**Task:**
Only one stretch of the records below is wanted: the lines from the one holding "Steve Wagner (ciroque@live.com)" through the one holding "pub struct MemoryTripleStoreAdapter". Return it exactly, both ends included.

*** Opening Provided records ***

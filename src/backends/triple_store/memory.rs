// Copyright (c) 2025 Steve Wagner (ciroque@live.com)
// SPDX-License-Identifier: MIT

use async_trait::async_trait;
use std::collections::{BTreeMap, BTreeSet};
use tokio::sync::RwLock;

use crate::errors::PortError;
use crate::traits::{SchemaRecord, Triple, TripleStorePort};

#[derive(Default)]
pub struct MemoryTripleStoreAdapter {
    triples: RwLock<BTreeSet<Triple>>,
    schemas: RwLock<BTreeMap<String, SchemaRecord>>,
}

impl MemoryTripleStoreAdapter {
    pub fn new() -> Self {
        Self::default()
    }
}

#[async_trait]
impl TripleStorePort for MemoryTripleStoreAdapter {
    async fn insert(&self, triples: &[Triple]) -> Result<(), PortError> {
        self.triples.write().await.extend(triples.iter().cloned());
        Ok(())
    }

    async fn remove(&self, triples: &[Triple]) -> Result<(), PortError> {
        let mut stored = self.triples.write().await;
        for triple in triples {
            stored.remove(triple);
        }
        Ok(())
    }

    async fn triples(&self) -> Result<Vec<Triple>, PortError> {
        Ok(self.triples.read().await.iter().cloned().collect())
    }

    async fn subject(&self, subject: &str) -> Result<Vec<Triple>, PortError> {
        let matching: Vec<Triple> = self
            .triples
            .read()
            .await
            .iter()
            .filter(|t| t.subject == subject)
            .cloned()
            .collect();
        if matching.is_empty() {
            return Err(PortError::not_found(subject));
        }
        Ok(matching)
    }

    async fn schema(&self, name: &str) -> Result<SchemaRecord, PortError> {
        self.schemas
            .read()
            .await
            .get(name)
            .cloned()
            .ok_or_else(|| PortError::not_found(name))
    }

    async fn store_schema(&self, record: SchemaRecord) -> Result<(), PortError> {
        self.schemas.write().await.insert(record.name.clone(), record);
        Ok(())
    }
}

*** Closing Provided records ***

**Result of the task:**
// Copyright (c) 2025 Steve Wagner (ciroque@live.com)
// SPDX-License-Identifier: MIT

use async_trait::async_trait;
use std::collections::{BTreeMap, BTreeSet};
use tokio::sync::RwLock;

use crate::errors::PortError;
use crate::traits::{SchemaRecord, Triple, TripleStorePort};

#[derive(Default)]
pub struct MemoryTripleStoreAdapter {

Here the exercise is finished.